Mondays don’t matter

Headlights trace the curve along the road that leads to the lake, the road we don’t know the name of that changes names every bend three or four times, all of them number-names with no apparent logic, so we just call it the Lake Road, like the old-timers do.

In the early morning dark the street lamps make orange cones, catch the mist, and I cross the road for the street that leads to the park entrance the locals use, on the side. And there the trees get bigger, the first of the landscape paintings with the dark morning sky beginning to brighten, the bare branches pressing up, I can let go and turn back in time, can picture myself on the side streets from my mom’s house going down to the river and crossing the A27 to the next small, German town: and once across, the path along the railroad tracks where sometimes you catch the train screeching to a stop, the hiss of the doors opening and closing, then off again…and the silence that replaces it, that backfills the space of time and memory…could take you anywhere.

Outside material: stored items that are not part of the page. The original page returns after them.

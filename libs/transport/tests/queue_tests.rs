//! Bounded queue properties

use proptest::prelude::*;
use std::time::Duration;
use transport::MessageQueue;

proptest! {
    #[test]
    fn prop_length_never_exceeds_capacity(
        capacity in 1usize..64,
        ops in prop::collection::vec(any::<bool>(), 0..400),
    ) {
        let queue = MessageQueue::with_timeout(capacity, Duration::from_millis(10));
        let mut next = 0u32;
        for push in ops {
            if push {
                prop_assert!(queue.push(next));
                next += 1;
            } else {
                queue.try_pop();
            }
            prop_assert!(queue.len() <= capacity);
        }
    }

    #[test]
    fn prop_pop_order_is_push_order_minus_evictions(
        capacity in 1usize..32,
        count in 0u32..200,
    ) {
        let queue = MessageQueue::with_timeout(capacity, Duration::from_millis(10));
        for i in 0..count {
            queue.push(i);
        }

        let drained: Vec<u32> = std::iter::from_fn(|| queue.try_pop()).collect();

        // Survivors are a strictly increasing run ending at the newest item
        prop_assert!(drained.windows(2).all(|w| w[0] < w[1]));
        if count > 0 {
            prop_assert_eq!(drained.last().copied(), Some(count - 1));
        }
        prop_assert_eq!(drained.len() as u64 + queue.evicted(), count as u64);
    }
}

#[test]
fn test_default_queue_matches_device_defaults() {
    let queue: MessageQueue<Vec<u8>> = MessageQueue::default();
    assert_eq!(queue.capacity(), 30);
    assert_eq!(queue.timeout(), Duration::from_millis(500));

    let settings = bridge_config::QueueSettings {
        capacity: 12,
        timeout_ms: 20,
    };
    let queue: MessageQueue<Vec<u8>> = MessageQueue::from_settings(&settings);
    assert_eq!(queue.capacity(), 12);
    assert_eq!(queue.timeout(), Duration::from_millis(20));
}
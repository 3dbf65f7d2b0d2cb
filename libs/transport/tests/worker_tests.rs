//! Device worker threads end to end

use bytes::Bytes;
use std::net::{IpAddr, Ipv4Addr};
use std::sync::atomic::{AtomicUsize, Ordering};
use std::sync::Arc;
use std::time::{Duration, Instant};

use transport::{
    DeviceWorkers, Endpoint, IoContext, MessageQueue, Requestor, RoutingTag, Transport,
    TransportError,
};

const LOCALHOST: IpAddr = IpAddr::V4(Ipv4Addr::LOCALHOST);
const DEADLINE: Duration = Duration::from_secs(5);

#[test]
fn test_sender_and_receiver_pump_queues() {
    let ctx = IoContext::with_defaults().unwrap();
    let tag = RoutingTag::for_identity("LASERrobot1front_scan");

    let tx_transport = Arc::new(Transport::new(ctx.clone()));
    let publisher = tx_transport.initialize_publisher(0, tag).unwrap();
    let rx_transport = Arc::new(Transport::new(ctx.clone()));
    rx_transport
        .connect_subscriber(LOCALHOST, publisher.port(), tag)
        .unwrap();
    assert!(publisher.wait_for_peers(1, DEADLINE));

    let tx_queue = Arc::new(MessageQueue::with_timeout(30, Duration::from_millis(50)));
    let rx_queue = Arc::new(MessageQueue::with_timeout(30, Duration::from_millis(50)));

    let mut tx_workers = DeviceWorkers::new("laser", tx_transport.clone());
    tx_workers.spawn_sender(tx_queue.clone()).unwrap();
    let mut rx_workers = DeviceWorkers::new("viewer", rx_transport.clone());
    rx_workers.spawn_receiver(rx_queue.clone()).unwrap();
    assert_eq!(tx_workers.len(), 1);

    let deadline = Instant::now() + DEADLINE;
    let received = loop {
        tx_queue.push(Bytes::from_static(b"scan"));
        if let Some(payload) = rx_queue.pop() {
            break payload;
        }
        assert!(Instant::now() < deadline, "no frame crossed the link");
    };
    assert_eq!(received.as_ref(), b"scan");

    rx_workers.stop();
    tx_workers.stop();
    assert!(!tx_workers.is_running());
    assert!(tx_workers.is_empty());
    assert!(publisher.is_closed());
    assert!(publisher.stats().snapshot().frames_sent > 0);
}

#[test]
fn test_service_worker_answers_and_stops() {
    let ctx = IoContext::with_defaults().unwrap();
    let transport = Arc::new(Transport::with_tag_width(ctx.clone(), 0).unwrap());
    let responsor = transport
        .initialize_responsor(0, RoutingTag::untagged())
        .unwrap();
    let port = responsor.port();
    drop(responsor);

    let served = Arc::new(AtomicUsize::new(0));
    let mut workers = DeviceWorkers::new("echo", transport.clone());
    {
        let served = served.clone();
        workers
            .spawn_service(move |request| {
                served.fetch_add(1, Ordering::Relaxed);
                request.to_ascii_uppercase()
            })
            .unwrap();
    }

    let client = Requestor::open(&ctx, Endpoint::connect(LOCALHOST, port), RoutingTag::untagged()).unwrap();
    assert!(client.wait_for_peers(1, DEADLINE));

    for word in [&b"ping"[..], &b"pong"[..]] {
        assert!(client.send_request(word).unwrap());
        let reply = client.receive_response_timeout(DEADLINE, false).unwrap();
        assert_eq!(reply.unwrap().to_vec(), word.to_ascii_uppercase());
    }

    let started = Instant::now();
    workers.stop();
    assert_eq!(served.load(Ordering::Relaxed), 2);
    // The service thread notices the closed socket well within one receive timeout
    assert!(started.elapsed() < Duration::from_secs(2));
}

#[test]
fn test_spawning_without_role_is_rejected() {
    let ctx = IoContext::with_defaults().unwrap();
    let transport = Arc::new(Transport::new(ctx));
    let mut workers = DeviceWorkers::new("empty", transport);

    let queue = Arc::new(MessageQueue::new(4));
    assert!(matches!(
        workers.spawn_sender(queue.clone()),
        Err(TransportError::NotInitialized { role: "Publisher" })
    ));
    assert!(matches!(
        workers.spawn_receiver(queue),
        Err(TransportError::NotInitialized { role: "Subscriber" })
    ));
    assert!(workers.spawn_service(|request| request.to_vec()).is_err());
    assert!(workers.is_empty());
}

#[test]
fn test_generic_worker_observes_stop() {
    let ctx = IoContext::with_defaults().unwrap();
    let mut workers = DeviceWorkers::new("tick", Arc::new(Transport::new(ctx)));
    let ticks = Arc::new(AtomicUsize::new(0));

    {
        let ticks = ticks.clone();
        workers
            .spawn("loop", move |token| {
                while token.is_running() {
                    ticks.fetch_add(1, Ordering::Relaxed);
                    std::thread::sleep(Duration::from_millis(1));
                }
            })
            .unwrap();
    }

    std::thread::sleep(Duration::from_millis(20));
    workers.stop();
    let after_stop = ticks.load(Ordering::Relaxed);
    std::thread::sleep(Duration::from_millis(20));
    assert!(after_stop > 0);
    assert_eq!(ticks.load(Ordering::Relaxed), after_stop);
}
//! # Codec Property Tests
//!
//! Properties that must hold for every tag and payload:
//! - decoding an encoded frame with its own tag yields the original payload
//! - decoding with a different tag of the same width is always rejected
//! - a frame shorter than the tag width is reported, never treated as empty

use bytes::Bytes;
use codec::{decode, encode, FrameCodec, FrameError, RoutingTag};
use proptest::prelude::*;

fn tag_strategy() -> impl Strategy<Value = Vec<u8>> {
    (0usize..=8).prop_flat_map(|width| prop::collection::vec(any::<u8>(), width))
}

proptest! {
    #[test]
    fn prop_round_trip(tag in tag_strategy(), payload in prop::collection::vec(any::<u8>(), 0..512)) {
        let frame = encode(&tag, &payload);
        prop_assert_eq!(frame.len(), tag.len() + payload.len());

        let decoded = decode(&frame, tag.len(), Some(&tag)).unwrap();
        prop_assert_eq!(&decoded[..], &payload[..]);
    }

    #[test]
    fn prop_foreign_tag_rejected(
        (t1, t2) in (1usize..=8).prop_flat_map(|w| (
            prop::collection::vec(any::<u8>(), w),
            prop::collection::vec(any::<u8>(), w),
        )),
        payload in prop::collection::vec(any::<u8>(), 0..128),
    ) {
        prop_assume!(t1 != t2);
        let frame = encode(&t1, &payload);
        prop_assert_eq!(decode(&frame, t1.len(), Some(&t2)), Err(FrameError::TagMismatch));
    }

    #[test]
    fn prop_short_frames_are_reported(width in 1usize..=8, len in 0usize..8) {
        prop_assume!(len < width);
        let frame = Bytes::from(vec![0u8; len]);
        let result = decode(&frame, width, None);
        prop_assert_eq!(result, Err(FrameError::Truncated { len, tag_width: width }));
    }

    #[test]
    fn prop_identity_codecs_filter_each_other(a in "[A-Z]{3,8}[a-z0-9_]{1,16}", b in "[A-Z]{3,8}[a-z0-9_]{1,16}") {
        prop_assume!(a != b);
        let codec_a = FrameCodec::new(RoutingTag::for_identity(&a));
        let codec_b = FrameCodec::new(RoutingTag::for_identity(&b));
        let frame = codec_a.encode(b"scan");

        prop_assert!(codec_a.accept(&frame, true).is_some());
        // FNV-1a collisions on short ASCII keys are not expected here
        prop_assert!(codec_b.accept(&frame, true).is_none());
    }
}

#[test]
fn test_untagged_codec_accepts_everything() {
    let codec = FrameCodec::untagged();
    let frame = codec.encode(b"LASERrobot1front_scan");
    assert_eq!(&frame[..], b"LASERrobot1front_scan");
    assert_eq!(
        codec.decode(&frame, true).unwrap(),
        Bytes::from_static(b"LASERrobot1front_scan")
    );
}

#[test]
fn test_tagged_frame_accepted_without_check() {
    let sender = FrameCodec::new(RoutingTag::for_identity("MICOMrobot1base"));
    let receiver = FrameCodec::new(RoutingTag::for_identity("GPSrobot1antenna"));
    let frame = sender.encode(&[9, 9, 9]);

    assert!(receiver.accept(&frame, true).is_none());
    assert_eq!(&receiver.accept(&frame, false).unwrap()[..], &[9, 9, 9]);
}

Through the small gap in a tunnel under the tracks, up the steep Roman steps, the uneven stones, the rungs in a ladder they call the Himmelsleiter that bends and zig-zags along the grape vine rows: and once at the top turning back you can see my mom’s small village, and make out her house: the same view I had framed in a picture at my desk at work, when we imagined going back, some day for real.

In the morning when I step out of bed the left heel is bad, could be the fall in the subway going to the beer festival, could be the last trip to Oil City with Loren, getting cocky on the logs, falling…having to crawl like a crab on the rock scramble out trying to beat the tide, the early morning dark.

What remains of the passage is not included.